A nova síndrome das crianças com o Sars-Cov-2
Ainda se sabe muito pouco sobre este problema que tem afetado o coração dos mais novos, no entanto, as desconfianças de que se pudesse tratar da doença de Kawasaki caíram por terra. Esta síndrome apareceu com o novo coronavírus
Os alertas sobre uma inflamação no coração em crianças infetadas com a Covid-19 começaram a ser dados por algumas sociedades de pediatria europeias. Em Portugal também há casos. Segundo Rui Anjos, cardiologista pediátrico, no Hospital de Santa Cruz, em Lisboa, há pelo menos duas crianças internadas em Lisboa com este diagnóstico. Trata-se de um problema de saúde totalmente novo que a Organização Mundial da Saúde (OMS) batizou, em 15 de maio, de síndrome inflamatória multissistémica. Chegou a pensar-se que era a doença de Kawasaki, mas, segundo os médicos, essa hipótese foi afastada.
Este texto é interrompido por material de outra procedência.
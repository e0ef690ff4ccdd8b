use anyhow::{Result, bail};
use clap::{Parser, Subcommand};
use serde::Serialize;
use tracing_subscriber::EnvFilter;
use tumble_common::{BufferSize, SceneConfig, ViewportSize, effective_pixel_ratio};
use tumble_kernel::{Clock, ManualClock, OvershootPolicy, Phase, Tumbler};

#[derive(Parser)]
#[command(name = "tumble-cli", about = "Inspect the tumble animation without a window")]
struct Cli {
    /// Enable verbose logging
    #[arg(short, long)]
    verbose: bool,

    #[command(subcommand)]
    command: Commands,
}

#[derive(Subcommand)]
enum Commands {
    /// Print version and crate info
    Info,
    /// Step the phase machine at a fixed frame rate and print every frame
    Trace {
        /// Simulated frames per second
        #[arg(long, default_value = "60")]
        fps: f64,
        /// Simulated duration in seconds
        #[arg(long, default_value = "3")]
        seconds: f64,
        /// Carry overshoot into the next phase
        #[arg(long)]
        carry_overshoot: bool,
        /// Emit JSON instead of a table
        #[arg(long)]
        json: bool,
    },
    /// Show the camera aspect and drawing-buffer size for a viewport
    Resize {
        #[arg(long)]
        width: f64,
        #[arg(long)]
        height: f64,
        /// Device pixel ratio
        #[arg(long, default_value = "1")]
        dpr: f64,
    },
}

#[derive(Debug, Serialize)]
struct TraceRow {
    frame: u64,
    time: f64,
    phase: Phase,
    x: f64,
    y: f64,
    entered: bool,
}

fn trace(fps: f64, seconds: f64, policy: OvershootPolicy) -> Result<Vec<TraceRow>> {
    if !fps.is_finite() || fps <= 0.0 {
        bail!("fps must be positive, got {fps}");
    }
    if !seconds.is_finite() || seconds < 0.0 {
        bail!("seconds must be non-negative, got {seconds}");
    }

    let config = SceneConfig::default();
    let mut tumbler = Tumbler::new(config.rotation_rate).with_policy(policy);
    let mut clock = ManualClock::new();
    let frames = (seconds * fps).round() as u64;

    let mut rows = Vec::with_capacity(frames as usize + 1);
    for frame in 0..=frames {
        clock.set(frame as f64 / fps);
        let time = clock.elapsed();
        let step = tumbler.update(time);
        rows.push(TraceRow {
            frame,
            time,
            phase: step.phase,
            x: step.angles.x,
            y: step.angles.y,
            entered: step.entered.is_some(),
        });
    }
    Ok(rows)
}

#[derive(Debug, Serialize)]
struct ResizeReport {
    aspect: f32,
    pixel_ratio: f64,
    buffer: BufferSize,
}

fn resize(width: f64, height: f64, dpr: f64) -> Result<ResizeReport> {
    let config = SceneConfig::default();
    let viewport = ViewportSize::new(width, height);
    let buffer = BufferSize::for_viewport(viewport, dpr, config.max_pixel_ratio)?;
    Ok(ResizeReport {
        aspect: viewport.aspect(),
        pixel_ratio: effective_pixel_ratio(dpr, config.max_pixel_ratio),
        buffer,
    })
}

fn main() -> Result<()> {
    let cli = Cli::parse();

    let filter = if cli.verbose { "debug" } else { "info" };
    tracing_subscriber::fmt()
        .with_env_filter(EnvFilter::new(filter))
        .init();

    match cli.command {
        Commands::Info => {
            let config = SceneConfig::default();
            let tumbler = Tumbler::new(config.rotation_rate);
            println!("tumble-cli v{}", env!("CARGO_PKG_VERSION"));
            println!("common: {}", tumble_common::crate_info());
            println!("kernel: {}", tumble_kernel::crate_info());
            println!("render: {}", tumble_render::crate_info());
            println!(
                "cycle: {:.3}s at {:.4} rad/s",
                tumbler.cycle_duration(),
                config.rotation_rate
            );
        }
        Commands::Trace {
            fps,
            seconds,
            carry_overshoot,
            json,
        } => {
            let policy = if carry_overshoot {
                OvershootPolicy::Carry
            } else {
                OvershootPolicy::Discard
            };
            tracing::debug!(fps, seconds, ?policy, "tracing tumble");
            let rows = trace(fps, seconds, policy)?;
            if json {
                println!("{}", serde_json::to_string_pretty(&rows)?);
            } else {
                println!("{:>6} {:>8} {:>5} {:>9} {:>9}", "frame", "time", "phase", "x", "y");
                for row in &rows {
                    println!(
                        "{:>6} {:>8.4} {:>5} {:>9.5} {:>9.5}{}",
                        row.frame,
                        row.time,
                        row.phase.index(),
                        row.x,
                        row.y,
                        if row.entered { "  *" } else { "" }
                    );
                }
            }
        }
        Commands::Resize { width, height, dpr } => {
            let report = resize(width, height, dpr)?;
            println!("aspect: {:.4}", report.aspect);
            println!("pixel ratio: {}", report.pixel_ratio);
            println!(
                "buffer: {}x{}",
                report.buffer.width, report.buffer.height
            );
        }
    }

    Ok(())
}

#[cfg(test)]
mod tests {
    use super::*;

    #[test]
    fn trace_visits_phases_in_order() {
        let rows = trace(60.0, 3.2, OvershootPolicy::Discard).unwrap();
        assert_eq!(rows.len(), 193);
        let entered: Vec<u8> = rows
            .iter()
            .filter(|r| r.entered)
            .map(|r| r.phase.index())
            .collect();
        assert_eq!(&entered[..4], &[1, 2, 3, 0]);
    }

    #[test]
    fn trace_rejects_bad_rate() {
        assert!(trace(0.0, 1.0, OvershootPolicy::Discard).is_err());
        assert!(trace(f64::NAN, 1.0, OvershootPolicy::Discard).is_err());
        assert!(trace(60.0, -1.0, OvershootPolicy::Discard).is_err());
    }

    #[test]
    fn trace_rows_serialize() {
        let rows = trace(10.0, 0.1, OvershootPolicy::Carry).unwrap();
        let json = serde_json::to_value(&rows).unwrap();
        assert_eq!(json[0]["phase"], "TiltForward");
        assert_eq!(json[1]["frame"], 1);
    }

    #[test]
    fn resize_caps_pixel_ratio() {
        let report = resize(800.0, 600.0, 3.0).unwrap();
        assert_eq!(report.buffer, BufferSize::new(1600, 1200));
        assert_eq!(report.pixel_ratio, 2.0);
        assert!((report.aspect - 4.0 / 3.0).abs() < 1e-6);
    }

    #[test]
    fn resize_rejects_empty_viewport() {
        assert!(resize(0.0, 600.0, 1.0).is_err());
    }
}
Mas se em Portugal o número de casos é muito pequeno, noutros países a situação é mais preocupante, havendo muitos doentes, nota Rui Anjos, dando o exemplo de França, que já conta com 50 ou do Reino Unido, que regista números ainda maiores. Segundo Marta Conde, reumatologista pediátrica no Hospital Dona Estefânia, também os EUA, Alemanha, Áustria, Espanha, Itália ou a Suécia já entram nas contas de países com crianças infetadas com Covid-19 que desenvolveram esta inflamação no coração. Quase todas dão entrada nas urgências com sintomas parecidos aos da doença de Kawasaki, como manchas na pele, e uma inflamação alojada no coração. No entanto, o local onde se dá a inflamação parece diferenciar as duas doenças. “Esta nova síndrome parece afetar mais o músculo cardíaco e a bolsa que o envolve – o pericárdio –, enquanto a doença de Kawasaki afeta mais as coronárias, responsáveis pela circulação do sangue no coração”, explica o cardiologista Rui Anjos.
Depois de classificar a nova síndrome, a OMS lançou algumas recomendações: as crianças e os jovens, entre os 0 meses e os 19 anos, com febre por mais de três dias, diarreia, vómitos ou dor abdominal, conjuntivite, tensão arterial baixa e com suspeitas de terem contraído o vírus ou de terem estado em contacto com alguém que o tenha devem ir ao hospital.
“Esta síndrome não parece ser tão grave como alguns casos graves da doença de Kawasaki e a resposta ao tratamento julga-se melhor”, refere ainda Rui Anjos. Por seu lado, Marta Conde garante que, tal como a Kawasaki, esta nova síndrome também é rara.